Data to use:
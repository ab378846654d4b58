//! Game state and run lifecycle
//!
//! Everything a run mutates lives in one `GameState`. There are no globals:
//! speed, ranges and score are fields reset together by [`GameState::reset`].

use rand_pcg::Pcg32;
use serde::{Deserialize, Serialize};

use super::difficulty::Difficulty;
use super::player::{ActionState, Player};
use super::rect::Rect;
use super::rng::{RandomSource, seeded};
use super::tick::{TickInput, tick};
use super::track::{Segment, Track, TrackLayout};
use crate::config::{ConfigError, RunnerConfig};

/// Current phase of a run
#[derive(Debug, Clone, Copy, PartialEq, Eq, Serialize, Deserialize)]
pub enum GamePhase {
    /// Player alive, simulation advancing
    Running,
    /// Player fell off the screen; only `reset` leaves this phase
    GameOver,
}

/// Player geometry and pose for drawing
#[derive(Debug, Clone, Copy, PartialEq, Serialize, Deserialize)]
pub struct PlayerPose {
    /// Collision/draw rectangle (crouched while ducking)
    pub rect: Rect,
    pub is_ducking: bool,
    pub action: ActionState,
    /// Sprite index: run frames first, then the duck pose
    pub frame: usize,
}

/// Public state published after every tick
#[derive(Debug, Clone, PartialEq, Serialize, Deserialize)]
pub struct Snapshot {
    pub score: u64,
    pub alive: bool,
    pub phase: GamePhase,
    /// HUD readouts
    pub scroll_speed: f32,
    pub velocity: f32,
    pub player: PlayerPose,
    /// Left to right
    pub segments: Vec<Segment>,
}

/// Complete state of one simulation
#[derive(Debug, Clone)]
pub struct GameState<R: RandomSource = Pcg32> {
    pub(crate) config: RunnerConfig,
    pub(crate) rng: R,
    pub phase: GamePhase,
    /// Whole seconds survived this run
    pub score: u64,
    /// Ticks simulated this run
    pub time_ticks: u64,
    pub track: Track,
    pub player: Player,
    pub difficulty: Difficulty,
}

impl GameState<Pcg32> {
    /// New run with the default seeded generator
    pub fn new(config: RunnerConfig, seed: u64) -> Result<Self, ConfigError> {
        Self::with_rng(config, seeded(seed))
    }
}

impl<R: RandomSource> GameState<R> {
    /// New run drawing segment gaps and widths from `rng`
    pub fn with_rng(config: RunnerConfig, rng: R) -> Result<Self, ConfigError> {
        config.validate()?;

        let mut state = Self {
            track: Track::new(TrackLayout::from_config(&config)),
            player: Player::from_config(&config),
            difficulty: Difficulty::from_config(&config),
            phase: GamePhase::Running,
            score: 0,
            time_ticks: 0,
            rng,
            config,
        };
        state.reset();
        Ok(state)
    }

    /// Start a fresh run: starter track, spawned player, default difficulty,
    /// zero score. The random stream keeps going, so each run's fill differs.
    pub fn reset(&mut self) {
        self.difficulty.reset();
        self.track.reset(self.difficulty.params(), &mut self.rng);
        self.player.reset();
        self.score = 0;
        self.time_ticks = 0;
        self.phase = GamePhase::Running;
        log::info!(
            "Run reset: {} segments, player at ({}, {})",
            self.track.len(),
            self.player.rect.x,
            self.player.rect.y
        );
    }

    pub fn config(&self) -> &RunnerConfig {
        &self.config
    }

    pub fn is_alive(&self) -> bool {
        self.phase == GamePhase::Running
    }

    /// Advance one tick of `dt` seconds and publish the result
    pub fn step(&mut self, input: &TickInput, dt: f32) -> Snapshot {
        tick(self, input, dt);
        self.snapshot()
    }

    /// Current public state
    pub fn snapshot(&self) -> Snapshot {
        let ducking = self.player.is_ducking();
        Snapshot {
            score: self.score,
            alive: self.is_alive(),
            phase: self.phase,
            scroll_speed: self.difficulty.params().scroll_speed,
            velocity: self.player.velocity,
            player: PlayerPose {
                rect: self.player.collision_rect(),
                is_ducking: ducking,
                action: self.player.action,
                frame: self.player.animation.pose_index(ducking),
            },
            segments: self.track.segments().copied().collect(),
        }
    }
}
==
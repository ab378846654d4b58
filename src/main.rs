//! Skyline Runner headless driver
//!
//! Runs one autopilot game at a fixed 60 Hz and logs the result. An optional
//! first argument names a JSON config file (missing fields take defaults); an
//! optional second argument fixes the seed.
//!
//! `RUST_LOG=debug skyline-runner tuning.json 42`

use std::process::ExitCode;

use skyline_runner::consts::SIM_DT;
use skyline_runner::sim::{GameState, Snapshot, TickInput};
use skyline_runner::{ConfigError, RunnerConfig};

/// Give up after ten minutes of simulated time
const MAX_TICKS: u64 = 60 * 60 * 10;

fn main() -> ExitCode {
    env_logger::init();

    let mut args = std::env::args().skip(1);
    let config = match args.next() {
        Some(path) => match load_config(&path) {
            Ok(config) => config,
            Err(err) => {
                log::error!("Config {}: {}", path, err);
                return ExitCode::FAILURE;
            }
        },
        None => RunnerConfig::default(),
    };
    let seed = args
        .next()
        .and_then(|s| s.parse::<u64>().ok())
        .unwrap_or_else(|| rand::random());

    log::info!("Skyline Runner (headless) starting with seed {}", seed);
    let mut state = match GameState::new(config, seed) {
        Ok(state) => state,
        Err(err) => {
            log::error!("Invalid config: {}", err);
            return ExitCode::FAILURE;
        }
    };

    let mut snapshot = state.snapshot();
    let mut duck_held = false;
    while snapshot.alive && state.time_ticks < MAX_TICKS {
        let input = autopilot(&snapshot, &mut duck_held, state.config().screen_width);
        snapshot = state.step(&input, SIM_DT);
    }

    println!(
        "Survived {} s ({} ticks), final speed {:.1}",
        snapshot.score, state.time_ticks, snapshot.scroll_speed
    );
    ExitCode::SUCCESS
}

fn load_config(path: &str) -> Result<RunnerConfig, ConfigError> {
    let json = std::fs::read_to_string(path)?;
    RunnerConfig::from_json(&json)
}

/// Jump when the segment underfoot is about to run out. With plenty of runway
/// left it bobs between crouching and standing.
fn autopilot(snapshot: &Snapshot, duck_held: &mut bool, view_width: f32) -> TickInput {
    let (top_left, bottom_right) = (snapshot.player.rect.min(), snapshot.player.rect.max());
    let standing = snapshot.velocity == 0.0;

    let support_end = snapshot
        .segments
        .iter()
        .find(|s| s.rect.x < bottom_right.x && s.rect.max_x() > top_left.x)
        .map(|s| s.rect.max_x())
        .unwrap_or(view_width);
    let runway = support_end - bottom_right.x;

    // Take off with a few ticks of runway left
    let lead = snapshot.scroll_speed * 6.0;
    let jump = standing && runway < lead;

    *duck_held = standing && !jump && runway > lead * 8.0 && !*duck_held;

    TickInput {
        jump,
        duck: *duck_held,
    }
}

Task directions: Begin with the line that has "Start a fresh" in the listing above and end after the line that has "self.score = 0;"; output those lines exactly.

Output of the exercise:
    /// Start a fresh run: starter track, spawned player, default difficulty,
    /// zero score. The random stream keeps going, so each run's fill differs.
    pub fn reset(&mut self) {
        self.difficulty.reset();
        self.track.reset(self.difficulty.params(), &mut self.rng);
        self.player.reset();
        self.score = 0;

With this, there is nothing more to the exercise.